- [Task instructions]:
Among the entries below, find the lines with the word "that" and copy them.

*** Data listing ***

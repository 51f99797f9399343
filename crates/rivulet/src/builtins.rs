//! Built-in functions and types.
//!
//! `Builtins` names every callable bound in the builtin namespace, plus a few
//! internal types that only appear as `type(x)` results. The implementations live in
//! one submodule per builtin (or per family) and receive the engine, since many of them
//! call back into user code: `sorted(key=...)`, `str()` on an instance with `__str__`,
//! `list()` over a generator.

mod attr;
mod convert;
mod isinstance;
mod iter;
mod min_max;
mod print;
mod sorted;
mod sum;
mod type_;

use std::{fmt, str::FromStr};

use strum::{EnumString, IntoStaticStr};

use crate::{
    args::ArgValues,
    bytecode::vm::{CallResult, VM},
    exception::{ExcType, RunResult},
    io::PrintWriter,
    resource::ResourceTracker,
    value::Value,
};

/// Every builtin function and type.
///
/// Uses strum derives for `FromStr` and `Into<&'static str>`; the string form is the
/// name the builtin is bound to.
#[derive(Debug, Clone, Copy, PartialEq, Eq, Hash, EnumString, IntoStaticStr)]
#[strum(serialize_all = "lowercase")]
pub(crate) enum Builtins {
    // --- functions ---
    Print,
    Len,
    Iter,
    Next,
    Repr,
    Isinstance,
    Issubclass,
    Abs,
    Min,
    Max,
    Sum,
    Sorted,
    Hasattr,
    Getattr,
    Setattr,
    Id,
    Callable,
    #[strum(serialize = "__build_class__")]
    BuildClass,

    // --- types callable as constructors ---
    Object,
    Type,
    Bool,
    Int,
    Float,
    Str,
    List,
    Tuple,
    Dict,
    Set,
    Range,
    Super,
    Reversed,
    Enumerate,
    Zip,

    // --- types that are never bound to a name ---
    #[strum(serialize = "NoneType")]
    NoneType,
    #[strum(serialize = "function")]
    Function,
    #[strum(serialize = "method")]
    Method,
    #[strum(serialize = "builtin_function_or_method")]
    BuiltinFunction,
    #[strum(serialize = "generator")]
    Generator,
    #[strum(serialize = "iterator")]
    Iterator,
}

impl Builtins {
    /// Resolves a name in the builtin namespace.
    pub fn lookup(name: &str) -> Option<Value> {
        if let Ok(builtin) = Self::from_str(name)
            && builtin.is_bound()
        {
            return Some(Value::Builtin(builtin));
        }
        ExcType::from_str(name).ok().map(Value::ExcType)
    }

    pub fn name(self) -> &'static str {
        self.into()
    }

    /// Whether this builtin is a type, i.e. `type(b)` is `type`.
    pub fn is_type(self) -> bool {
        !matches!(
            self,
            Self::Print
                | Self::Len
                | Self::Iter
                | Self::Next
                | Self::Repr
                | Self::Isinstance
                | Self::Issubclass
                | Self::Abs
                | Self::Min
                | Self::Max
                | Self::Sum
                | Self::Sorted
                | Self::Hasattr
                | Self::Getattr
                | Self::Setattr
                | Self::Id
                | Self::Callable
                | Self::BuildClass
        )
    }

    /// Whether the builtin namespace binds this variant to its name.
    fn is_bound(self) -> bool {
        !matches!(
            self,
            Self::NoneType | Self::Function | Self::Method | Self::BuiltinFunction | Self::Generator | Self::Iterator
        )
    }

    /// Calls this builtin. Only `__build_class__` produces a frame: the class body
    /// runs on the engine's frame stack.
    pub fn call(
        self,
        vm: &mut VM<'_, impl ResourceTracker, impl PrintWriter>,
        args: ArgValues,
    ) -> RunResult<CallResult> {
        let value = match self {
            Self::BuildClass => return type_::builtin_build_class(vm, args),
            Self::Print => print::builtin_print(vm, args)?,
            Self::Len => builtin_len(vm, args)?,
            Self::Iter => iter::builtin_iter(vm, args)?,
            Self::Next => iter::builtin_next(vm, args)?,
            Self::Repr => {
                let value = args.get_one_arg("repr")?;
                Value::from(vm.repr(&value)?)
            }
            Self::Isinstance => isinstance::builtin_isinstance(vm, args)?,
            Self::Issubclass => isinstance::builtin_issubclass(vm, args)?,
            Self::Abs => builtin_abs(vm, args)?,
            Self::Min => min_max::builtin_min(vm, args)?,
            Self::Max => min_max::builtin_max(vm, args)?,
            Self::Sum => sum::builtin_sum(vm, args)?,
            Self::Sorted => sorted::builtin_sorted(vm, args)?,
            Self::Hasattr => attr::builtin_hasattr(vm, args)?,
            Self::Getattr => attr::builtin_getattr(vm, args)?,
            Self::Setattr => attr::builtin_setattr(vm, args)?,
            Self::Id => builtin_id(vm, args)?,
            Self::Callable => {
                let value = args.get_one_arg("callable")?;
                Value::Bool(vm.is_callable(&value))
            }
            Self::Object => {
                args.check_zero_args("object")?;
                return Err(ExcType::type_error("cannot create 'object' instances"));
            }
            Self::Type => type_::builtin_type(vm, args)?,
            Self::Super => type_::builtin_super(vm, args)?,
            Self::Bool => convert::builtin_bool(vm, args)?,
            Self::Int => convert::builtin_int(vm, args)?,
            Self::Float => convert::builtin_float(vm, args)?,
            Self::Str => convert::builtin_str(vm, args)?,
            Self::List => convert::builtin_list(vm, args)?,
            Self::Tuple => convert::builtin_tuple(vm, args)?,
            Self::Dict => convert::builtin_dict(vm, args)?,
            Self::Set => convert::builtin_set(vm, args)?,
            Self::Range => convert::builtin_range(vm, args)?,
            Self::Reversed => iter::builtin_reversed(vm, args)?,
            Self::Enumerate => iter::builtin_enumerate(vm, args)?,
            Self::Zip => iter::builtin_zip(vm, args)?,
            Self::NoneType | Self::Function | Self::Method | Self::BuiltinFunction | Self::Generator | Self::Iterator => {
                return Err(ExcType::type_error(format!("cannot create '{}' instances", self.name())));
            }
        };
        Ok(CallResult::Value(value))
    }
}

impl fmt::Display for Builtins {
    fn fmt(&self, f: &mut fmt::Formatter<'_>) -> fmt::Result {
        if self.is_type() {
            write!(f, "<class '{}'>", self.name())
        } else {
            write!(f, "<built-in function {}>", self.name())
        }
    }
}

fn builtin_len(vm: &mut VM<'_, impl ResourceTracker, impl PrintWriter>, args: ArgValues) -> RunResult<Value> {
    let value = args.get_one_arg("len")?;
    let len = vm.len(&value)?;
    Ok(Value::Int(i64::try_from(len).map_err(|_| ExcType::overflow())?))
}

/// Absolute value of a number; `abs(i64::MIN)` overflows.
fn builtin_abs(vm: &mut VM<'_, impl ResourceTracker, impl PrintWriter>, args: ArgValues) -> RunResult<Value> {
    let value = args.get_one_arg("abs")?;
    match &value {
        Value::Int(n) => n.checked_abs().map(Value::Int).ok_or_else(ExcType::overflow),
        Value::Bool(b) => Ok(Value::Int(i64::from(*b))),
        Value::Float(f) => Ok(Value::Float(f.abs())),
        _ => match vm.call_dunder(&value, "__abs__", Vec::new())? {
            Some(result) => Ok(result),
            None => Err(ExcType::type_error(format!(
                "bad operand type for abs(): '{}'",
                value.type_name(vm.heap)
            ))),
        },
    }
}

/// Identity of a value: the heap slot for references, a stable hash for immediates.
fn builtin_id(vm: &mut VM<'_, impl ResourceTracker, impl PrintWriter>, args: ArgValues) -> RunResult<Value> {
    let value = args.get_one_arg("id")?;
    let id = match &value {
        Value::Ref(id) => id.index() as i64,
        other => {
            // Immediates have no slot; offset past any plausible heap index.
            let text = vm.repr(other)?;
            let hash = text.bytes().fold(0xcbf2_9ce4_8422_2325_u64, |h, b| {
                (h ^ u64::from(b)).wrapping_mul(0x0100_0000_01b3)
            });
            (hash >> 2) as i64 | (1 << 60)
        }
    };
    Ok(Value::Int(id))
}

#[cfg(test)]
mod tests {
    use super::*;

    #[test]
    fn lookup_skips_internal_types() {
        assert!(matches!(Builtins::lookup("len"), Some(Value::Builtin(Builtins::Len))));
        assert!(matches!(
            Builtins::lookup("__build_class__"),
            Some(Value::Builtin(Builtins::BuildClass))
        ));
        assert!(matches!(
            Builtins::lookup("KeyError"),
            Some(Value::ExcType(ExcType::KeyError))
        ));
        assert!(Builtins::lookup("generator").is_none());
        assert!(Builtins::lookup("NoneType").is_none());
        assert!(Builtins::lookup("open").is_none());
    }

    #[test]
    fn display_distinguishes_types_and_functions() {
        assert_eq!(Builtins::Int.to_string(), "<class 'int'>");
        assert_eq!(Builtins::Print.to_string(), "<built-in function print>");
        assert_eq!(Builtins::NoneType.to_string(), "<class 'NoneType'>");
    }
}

*** End of Data listing ***
*** Data listing ***

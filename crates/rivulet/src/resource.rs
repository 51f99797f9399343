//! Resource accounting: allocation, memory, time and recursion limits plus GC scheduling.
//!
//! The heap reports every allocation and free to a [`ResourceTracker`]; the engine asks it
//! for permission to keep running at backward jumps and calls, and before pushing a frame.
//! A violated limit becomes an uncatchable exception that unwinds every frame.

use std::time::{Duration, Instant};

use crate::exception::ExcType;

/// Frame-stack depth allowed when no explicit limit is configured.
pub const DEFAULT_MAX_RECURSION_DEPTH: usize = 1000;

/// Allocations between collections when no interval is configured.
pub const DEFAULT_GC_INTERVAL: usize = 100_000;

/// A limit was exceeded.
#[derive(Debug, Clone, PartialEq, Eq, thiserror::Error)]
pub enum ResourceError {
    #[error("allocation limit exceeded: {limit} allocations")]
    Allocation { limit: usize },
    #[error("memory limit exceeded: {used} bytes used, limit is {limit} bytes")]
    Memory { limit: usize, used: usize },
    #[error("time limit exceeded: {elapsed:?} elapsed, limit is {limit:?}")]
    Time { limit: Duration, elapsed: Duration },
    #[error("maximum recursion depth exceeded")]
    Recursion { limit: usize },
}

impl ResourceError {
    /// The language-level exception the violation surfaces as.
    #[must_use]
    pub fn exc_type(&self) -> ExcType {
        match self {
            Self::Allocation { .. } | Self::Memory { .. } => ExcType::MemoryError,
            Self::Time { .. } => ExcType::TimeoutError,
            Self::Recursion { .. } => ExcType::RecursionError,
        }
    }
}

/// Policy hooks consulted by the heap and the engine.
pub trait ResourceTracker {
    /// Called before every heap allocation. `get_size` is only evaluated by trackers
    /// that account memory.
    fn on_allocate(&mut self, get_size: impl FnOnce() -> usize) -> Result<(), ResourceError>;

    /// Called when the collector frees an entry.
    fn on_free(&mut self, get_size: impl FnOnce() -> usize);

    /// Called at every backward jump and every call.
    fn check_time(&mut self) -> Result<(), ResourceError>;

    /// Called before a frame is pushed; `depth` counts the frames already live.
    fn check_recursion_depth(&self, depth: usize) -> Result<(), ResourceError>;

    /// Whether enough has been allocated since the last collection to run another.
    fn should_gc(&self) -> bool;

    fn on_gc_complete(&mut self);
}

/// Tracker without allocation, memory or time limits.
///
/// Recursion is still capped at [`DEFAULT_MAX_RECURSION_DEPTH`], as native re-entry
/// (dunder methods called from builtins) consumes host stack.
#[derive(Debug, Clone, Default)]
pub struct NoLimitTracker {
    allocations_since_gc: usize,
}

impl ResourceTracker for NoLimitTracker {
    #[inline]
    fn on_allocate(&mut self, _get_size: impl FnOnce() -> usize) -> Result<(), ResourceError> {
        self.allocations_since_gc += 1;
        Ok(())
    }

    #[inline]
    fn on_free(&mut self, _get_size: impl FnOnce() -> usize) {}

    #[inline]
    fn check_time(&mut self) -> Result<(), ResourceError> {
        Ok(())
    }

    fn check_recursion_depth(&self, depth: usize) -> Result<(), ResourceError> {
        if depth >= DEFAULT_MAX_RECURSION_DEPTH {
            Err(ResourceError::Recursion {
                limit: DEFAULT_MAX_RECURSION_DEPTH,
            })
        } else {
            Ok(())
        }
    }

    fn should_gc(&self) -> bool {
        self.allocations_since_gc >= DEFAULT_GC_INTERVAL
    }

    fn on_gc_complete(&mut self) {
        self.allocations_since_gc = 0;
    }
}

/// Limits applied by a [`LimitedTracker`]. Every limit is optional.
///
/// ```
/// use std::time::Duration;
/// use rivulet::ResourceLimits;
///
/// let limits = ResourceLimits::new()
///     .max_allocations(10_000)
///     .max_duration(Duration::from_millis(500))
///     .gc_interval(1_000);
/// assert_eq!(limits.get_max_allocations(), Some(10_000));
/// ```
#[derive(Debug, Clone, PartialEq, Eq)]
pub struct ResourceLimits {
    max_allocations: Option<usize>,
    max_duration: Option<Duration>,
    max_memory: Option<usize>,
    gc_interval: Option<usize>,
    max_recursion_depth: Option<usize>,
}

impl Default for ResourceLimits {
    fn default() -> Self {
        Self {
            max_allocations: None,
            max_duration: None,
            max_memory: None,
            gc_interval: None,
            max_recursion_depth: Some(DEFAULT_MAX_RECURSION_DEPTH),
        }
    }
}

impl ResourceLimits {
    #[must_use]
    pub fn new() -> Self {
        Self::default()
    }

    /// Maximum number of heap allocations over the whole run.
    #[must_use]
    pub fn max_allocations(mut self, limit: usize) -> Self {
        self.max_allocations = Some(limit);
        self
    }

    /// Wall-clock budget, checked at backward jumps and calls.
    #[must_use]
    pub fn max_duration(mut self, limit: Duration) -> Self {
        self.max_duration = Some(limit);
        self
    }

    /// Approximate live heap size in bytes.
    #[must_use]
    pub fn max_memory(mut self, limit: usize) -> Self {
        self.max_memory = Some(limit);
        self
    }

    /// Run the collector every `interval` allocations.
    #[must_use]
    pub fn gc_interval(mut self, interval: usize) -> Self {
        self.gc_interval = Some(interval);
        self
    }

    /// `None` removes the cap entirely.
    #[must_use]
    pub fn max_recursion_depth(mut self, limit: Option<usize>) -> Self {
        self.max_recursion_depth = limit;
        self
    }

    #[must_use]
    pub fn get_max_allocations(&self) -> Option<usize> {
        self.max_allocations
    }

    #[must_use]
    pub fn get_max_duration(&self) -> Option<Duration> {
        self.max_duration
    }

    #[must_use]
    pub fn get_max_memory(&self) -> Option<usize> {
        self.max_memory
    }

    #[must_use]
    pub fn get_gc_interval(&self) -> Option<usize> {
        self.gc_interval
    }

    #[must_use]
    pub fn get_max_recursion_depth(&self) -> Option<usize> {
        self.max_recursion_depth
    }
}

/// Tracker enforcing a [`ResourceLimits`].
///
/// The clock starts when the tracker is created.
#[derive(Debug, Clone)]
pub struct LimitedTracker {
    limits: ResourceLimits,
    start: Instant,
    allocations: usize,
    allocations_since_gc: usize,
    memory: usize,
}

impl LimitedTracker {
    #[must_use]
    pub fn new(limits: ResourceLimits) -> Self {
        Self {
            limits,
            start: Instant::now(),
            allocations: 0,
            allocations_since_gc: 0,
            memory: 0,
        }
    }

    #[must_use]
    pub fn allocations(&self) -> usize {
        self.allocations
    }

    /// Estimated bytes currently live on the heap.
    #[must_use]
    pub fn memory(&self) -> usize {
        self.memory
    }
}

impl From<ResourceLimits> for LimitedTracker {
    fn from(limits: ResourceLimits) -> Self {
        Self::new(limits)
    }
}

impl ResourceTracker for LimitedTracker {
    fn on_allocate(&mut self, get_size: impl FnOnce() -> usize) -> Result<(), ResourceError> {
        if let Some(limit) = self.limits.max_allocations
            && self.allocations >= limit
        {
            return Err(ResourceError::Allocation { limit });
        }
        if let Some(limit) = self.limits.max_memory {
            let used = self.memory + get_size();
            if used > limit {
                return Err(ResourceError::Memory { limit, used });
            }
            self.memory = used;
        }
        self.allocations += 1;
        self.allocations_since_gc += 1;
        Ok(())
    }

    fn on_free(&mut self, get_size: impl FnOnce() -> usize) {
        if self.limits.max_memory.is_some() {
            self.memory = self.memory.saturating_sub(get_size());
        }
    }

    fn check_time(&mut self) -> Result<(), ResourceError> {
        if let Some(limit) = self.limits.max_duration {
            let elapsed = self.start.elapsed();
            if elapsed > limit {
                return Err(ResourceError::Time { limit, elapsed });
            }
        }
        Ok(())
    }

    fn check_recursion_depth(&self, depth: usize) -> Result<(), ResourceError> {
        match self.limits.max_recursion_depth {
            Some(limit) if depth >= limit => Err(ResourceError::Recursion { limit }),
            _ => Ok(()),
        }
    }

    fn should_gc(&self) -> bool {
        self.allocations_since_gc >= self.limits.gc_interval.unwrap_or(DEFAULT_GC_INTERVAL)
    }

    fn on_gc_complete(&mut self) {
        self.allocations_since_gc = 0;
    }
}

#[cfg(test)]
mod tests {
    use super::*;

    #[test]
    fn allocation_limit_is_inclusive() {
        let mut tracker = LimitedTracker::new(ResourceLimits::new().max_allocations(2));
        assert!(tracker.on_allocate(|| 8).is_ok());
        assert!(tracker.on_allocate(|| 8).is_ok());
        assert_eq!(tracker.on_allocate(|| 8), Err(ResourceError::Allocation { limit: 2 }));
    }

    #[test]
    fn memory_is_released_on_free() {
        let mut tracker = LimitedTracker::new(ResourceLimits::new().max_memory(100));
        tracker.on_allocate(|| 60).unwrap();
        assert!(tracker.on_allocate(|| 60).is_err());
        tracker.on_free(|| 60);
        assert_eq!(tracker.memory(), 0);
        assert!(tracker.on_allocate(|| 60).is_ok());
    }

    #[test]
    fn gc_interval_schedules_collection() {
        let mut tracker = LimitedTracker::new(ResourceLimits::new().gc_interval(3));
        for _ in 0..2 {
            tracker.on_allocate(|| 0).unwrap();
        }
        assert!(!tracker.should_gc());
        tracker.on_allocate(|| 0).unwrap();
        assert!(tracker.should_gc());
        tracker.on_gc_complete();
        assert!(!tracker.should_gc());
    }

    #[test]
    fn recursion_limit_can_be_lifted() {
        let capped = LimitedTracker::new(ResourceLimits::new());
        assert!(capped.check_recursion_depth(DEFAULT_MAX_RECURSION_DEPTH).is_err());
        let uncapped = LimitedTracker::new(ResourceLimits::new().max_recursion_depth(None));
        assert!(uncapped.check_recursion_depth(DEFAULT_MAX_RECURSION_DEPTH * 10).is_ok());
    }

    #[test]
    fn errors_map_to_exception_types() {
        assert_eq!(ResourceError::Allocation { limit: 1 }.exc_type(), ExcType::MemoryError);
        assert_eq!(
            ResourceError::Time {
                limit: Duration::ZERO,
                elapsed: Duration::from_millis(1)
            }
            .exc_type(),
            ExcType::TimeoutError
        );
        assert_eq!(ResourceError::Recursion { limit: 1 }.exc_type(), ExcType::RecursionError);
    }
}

*** End of Data listing ***
*** Data listing ***

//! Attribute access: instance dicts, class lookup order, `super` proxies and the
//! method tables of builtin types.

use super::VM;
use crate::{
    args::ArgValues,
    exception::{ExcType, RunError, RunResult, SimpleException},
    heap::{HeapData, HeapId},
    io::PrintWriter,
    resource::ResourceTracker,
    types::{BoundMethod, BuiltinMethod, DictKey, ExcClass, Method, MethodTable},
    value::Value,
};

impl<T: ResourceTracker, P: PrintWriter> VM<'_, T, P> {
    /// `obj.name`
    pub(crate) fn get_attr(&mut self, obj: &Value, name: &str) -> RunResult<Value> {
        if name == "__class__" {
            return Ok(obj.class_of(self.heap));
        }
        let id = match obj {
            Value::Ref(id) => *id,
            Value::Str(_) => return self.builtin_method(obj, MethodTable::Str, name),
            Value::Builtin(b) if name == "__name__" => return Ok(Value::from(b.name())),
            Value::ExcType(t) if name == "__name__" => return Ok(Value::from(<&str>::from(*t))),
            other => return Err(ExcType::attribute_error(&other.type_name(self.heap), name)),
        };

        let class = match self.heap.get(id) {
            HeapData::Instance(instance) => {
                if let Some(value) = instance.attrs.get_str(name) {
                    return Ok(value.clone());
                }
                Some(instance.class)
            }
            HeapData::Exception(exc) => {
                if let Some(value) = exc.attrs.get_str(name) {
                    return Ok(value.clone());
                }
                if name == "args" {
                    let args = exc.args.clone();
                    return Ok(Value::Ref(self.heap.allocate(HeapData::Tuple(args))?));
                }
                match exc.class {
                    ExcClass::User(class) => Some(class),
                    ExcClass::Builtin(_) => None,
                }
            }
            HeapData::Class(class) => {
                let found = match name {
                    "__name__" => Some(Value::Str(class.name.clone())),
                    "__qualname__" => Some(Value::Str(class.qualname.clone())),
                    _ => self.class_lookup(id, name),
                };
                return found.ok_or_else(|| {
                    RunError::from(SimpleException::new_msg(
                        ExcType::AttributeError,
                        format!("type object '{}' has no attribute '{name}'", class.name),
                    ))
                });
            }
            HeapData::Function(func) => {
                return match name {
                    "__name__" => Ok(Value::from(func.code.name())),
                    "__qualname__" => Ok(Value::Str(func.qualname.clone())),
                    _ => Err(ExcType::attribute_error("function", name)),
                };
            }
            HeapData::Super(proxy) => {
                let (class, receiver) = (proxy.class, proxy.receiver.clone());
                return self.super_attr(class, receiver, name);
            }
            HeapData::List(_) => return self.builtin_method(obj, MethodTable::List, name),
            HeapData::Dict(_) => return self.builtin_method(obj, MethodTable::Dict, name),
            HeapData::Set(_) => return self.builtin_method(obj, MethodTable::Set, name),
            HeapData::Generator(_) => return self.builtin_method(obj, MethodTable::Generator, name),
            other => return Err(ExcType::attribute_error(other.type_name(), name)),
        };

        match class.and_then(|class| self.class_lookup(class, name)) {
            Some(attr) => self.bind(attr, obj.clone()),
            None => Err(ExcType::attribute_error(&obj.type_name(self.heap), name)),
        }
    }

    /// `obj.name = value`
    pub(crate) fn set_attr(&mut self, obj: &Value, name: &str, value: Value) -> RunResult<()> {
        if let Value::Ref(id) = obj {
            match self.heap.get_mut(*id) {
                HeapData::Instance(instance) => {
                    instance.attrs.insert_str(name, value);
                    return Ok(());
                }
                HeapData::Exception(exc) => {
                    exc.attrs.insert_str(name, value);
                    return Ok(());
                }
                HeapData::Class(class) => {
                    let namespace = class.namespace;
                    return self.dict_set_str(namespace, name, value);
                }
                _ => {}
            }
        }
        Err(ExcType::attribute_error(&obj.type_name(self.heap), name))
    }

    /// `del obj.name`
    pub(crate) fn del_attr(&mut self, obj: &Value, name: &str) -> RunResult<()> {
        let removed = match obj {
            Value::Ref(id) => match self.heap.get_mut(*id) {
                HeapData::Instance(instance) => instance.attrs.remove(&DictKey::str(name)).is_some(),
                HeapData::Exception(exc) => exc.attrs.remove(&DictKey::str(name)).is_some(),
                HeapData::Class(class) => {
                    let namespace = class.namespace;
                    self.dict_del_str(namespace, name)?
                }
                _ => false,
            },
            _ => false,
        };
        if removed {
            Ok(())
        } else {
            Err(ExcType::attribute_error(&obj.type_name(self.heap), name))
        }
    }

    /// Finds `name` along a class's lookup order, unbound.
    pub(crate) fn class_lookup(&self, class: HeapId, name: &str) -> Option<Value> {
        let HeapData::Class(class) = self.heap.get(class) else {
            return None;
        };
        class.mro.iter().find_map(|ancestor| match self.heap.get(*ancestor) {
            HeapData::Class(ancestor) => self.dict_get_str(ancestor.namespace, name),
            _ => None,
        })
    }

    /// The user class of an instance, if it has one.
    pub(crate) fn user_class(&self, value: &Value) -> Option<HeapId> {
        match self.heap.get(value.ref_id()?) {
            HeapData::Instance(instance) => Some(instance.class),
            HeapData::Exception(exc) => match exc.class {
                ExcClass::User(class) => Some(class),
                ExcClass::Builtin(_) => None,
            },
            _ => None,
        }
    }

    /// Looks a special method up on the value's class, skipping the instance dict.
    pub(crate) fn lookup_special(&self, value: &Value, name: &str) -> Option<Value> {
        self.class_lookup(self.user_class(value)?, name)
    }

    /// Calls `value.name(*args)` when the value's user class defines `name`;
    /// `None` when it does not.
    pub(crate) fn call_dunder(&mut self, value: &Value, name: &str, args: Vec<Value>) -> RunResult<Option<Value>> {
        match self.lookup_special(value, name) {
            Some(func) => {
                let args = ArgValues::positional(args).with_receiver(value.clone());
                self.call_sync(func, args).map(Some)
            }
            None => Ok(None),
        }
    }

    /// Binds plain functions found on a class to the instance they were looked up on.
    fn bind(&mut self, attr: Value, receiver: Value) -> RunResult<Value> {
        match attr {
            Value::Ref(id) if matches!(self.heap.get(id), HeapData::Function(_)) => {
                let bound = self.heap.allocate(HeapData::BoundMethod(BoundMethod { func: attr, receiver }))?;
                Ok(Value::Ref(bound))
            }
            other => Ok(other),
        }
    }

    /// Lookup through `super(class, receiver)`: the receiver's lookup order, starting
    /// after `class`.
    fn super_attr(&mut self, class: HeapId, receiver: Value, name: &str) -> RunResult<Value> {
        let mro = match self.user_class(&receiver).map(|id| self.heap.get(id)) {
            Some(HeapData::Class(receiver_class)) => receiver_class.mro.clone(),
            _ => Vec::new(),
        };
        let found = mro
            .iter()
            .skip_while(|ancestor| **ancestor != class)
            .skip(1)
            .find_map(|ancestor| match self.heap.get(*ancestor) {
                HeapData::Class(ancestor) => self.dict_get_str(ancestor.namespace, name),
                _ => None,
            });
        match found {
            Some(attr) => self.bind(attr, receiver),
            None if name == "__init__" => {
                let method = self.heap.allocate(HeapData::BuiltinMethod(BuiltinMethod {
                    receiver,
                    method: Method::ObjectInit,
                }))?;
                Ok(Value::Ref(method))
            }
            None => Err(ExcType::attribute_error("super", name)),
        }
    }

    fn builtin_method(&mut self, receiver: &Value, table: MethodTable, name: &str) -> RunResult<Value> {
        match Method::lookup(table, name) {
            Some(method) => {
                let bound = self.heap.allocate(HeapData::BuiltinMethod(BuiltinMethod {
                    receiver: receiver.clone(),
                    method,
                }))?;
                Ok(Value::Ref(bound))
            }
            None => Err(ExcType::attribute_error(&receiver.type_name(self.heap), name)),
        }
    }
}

*** End of Data listing ***

- [Solution below]:
//! internal types that only appear as `type(x)` results. The implementations live in
    // --- types that are never bound to a name ---
//! A violated limit becomes an uncatchable exception that unwinds every frame.
    /// that account memory.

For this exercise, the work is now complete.